[AVAILABLE RECORDS — start]

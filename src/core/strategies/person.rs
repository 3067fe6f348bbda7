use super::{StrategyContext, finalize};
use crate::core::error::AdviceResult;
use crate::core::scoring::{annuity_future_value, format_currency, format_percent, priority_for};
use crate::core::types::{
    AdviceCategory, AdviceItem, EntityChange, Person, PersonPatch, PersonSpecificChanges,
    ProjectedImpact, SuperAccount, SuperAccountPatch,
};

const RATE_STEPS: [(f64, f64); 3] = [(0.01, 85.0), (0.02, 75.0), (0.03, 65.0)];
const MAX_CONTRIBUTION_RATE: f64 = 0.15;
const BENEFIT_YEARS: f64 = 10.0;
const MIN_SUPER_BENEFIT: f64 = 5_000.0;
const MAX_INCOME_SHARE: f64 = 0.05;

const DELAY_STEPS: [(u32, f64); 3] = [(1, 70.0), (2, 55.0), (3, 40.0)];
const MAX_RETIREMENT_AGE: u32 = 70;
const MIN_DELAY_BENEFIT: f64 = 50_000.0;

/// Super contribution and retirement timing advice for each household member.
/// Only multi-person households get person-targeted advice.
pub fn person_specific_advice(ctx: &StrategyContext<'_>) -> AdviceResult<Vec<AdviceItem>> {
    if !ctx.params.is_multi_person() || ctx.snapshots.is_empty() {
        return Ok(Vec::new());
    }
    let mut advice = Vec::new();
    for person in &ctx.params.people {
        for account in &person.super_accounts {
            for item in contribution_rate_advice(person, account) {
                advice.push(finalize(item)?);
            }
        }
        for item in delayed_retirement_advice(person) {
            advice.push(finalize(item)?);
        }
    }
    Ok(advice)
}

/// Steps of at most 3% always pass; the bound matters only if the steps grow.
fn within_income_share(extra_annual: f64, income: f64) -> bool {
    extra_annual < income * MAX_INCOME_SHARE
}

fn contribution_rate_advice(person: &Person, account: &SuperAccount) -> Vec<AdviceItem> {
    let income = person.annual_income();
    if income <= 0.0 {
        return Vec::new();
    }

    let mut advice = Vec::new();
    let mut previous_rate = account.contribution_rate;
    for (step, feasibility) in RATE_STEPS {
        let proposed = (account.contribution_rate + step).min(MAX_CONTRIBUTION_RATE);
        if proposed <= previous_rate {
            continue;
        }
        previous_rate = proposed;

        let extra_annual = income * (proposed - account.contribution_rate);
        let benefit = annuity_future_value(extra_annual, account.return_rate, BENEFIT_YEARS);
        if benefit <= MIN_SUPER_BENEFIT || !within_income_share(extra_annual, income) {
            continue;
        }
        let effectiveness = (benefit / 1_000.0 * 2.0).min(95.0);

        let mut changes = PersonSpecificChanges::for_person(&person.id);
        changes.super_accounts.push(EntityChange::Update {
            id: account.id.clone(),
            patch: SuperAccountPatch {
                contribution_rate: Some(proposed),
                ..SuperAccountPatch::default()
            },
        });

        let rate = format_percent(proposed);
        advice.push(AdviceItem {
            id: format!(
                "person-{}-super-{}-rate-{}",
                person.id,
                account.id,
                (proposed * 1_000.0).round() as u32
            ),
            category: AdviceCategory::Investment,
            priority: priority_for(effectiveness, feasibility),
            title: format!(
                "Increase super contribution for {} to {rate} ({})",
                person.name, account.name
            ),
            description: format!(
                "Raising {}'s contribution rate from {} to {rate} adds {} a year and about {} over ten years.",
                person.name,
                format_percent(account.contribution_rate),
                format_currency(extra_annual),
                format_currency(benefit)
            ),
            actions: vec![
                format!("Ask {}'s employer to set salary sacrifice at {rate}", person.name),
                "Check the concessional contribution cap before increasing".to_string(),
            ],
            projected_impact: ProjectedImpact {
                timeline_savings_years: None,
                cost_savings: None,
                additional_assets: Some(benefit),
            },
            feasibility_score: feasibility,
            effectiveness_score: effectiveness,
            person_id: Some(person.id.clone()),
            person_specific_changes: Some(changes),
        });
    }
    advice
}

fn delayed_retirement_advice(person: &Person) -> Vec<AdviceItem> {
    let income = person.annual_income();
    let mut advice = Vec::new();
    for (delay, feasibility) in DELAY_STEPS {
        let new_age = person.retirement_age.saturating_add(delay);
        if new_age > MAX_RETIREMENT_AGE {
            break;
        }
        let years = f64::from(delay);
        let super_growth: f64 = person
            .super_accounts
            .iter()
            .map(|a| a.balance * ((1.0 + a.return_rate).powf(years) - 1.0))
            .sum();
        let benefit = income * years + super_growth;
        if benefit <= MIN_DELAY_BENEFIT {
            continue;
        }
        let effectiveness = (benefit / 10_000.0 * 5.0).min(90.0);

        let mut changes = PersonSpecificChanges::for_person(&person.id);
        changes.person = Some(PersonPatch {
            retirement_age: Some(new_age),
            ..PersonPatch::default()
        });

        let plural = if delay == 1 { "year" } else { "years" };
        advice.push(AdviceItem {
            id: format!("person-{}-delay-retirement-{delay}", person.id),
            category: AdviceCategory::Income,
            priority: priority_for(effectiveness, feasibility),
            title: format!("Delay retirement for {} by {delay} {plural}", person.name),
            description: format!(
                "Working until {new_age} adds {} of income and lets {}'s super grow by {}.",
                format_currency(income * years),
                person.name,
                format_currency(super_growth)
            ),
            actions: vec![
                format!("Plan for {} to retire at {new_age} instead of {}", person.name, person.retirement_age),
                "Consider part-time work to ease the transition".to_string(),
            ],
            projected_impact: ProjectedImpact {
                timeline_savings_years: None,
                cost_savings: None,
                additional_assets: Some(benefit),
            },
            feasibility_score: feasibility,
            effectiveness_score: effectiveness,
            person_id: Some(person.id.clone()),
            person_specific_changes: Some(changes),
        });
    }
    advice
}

[AVAILABLE RECORDS — finish]
[AVAILABLE RECORDS — start]

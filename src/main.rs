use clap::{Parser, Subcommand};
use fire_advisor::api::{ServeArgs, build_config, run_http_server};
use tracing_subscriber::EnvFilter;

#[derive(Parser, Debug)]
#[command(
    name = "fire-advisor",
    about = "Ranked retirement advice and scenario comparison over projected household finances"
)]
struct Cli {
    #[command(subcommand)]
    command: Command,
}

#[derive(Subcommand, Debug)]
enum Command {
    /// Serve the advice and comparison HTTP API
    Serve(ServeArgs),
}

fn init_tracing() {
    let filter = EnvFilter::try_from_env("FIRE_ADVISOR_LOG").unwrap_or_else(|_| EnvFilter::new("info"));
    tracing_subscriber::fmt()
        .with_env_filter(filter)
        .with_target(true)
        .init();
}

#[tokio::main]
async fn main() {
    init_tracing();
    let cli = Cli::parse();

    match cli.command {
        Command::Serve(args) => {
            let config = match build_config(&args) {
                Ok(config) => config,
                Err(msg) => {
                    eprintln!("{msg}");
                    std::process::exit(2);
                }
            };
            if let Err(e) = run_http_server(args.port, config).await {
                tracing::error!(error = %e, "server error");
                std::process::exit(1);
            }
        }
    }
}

[AVAILABLE RECORDS — finish]

● **PROBLEM DETAILS**
What is asked for is an exact copy of the lines above from the one containing "format_currency(benefit)" through the one containing "if benefit <= MIN_DELAY_BENEFIT", and only those.

● **TASK RESULT**
                format_currency(benefit)
            ),
            actions: vec![
                format!("Ask {}'s employer to set salary sacrifice at {rate}", person.name),
                "Check the concessional contribution cap before increasing".to_string(),
            ],
            projected_impact: ProjectedImpact {
                timeline_savings_years: None,
                cost_savings: None,
                additional_assets: Some(benefit),
            },
            feasibility_score: feasibility,
            effectiveness_score: effectiveness,
            person_id: Some(person.id.clone()),
            person_specific_changes: Some(changes),
        });
    }
    advice
}

fn delayed_retirement_advice(person: &Person) -> Vec<AdviceItem> {
    let income = person.annual_income();
    let mut advice = Vec::new();
    for (delay, feasibility) in DELAY_STEPS {
        let new_age = person.retirement_age.saturating_add(delay);
        if new_age > MAX_RETIREMENT_AGE {
            break;
        }
        let years = f64::from(delay);
        let super_growth: f64 = person
            .super_accounts
            .iter()
            .map(|a| a.balance * ((1.0 + a.return_rate).powf(years) - 1.0))
            .sum();
        let benefit = income * years + super_growth;
        if benefit <= MIN_DELAY_BENEFIT {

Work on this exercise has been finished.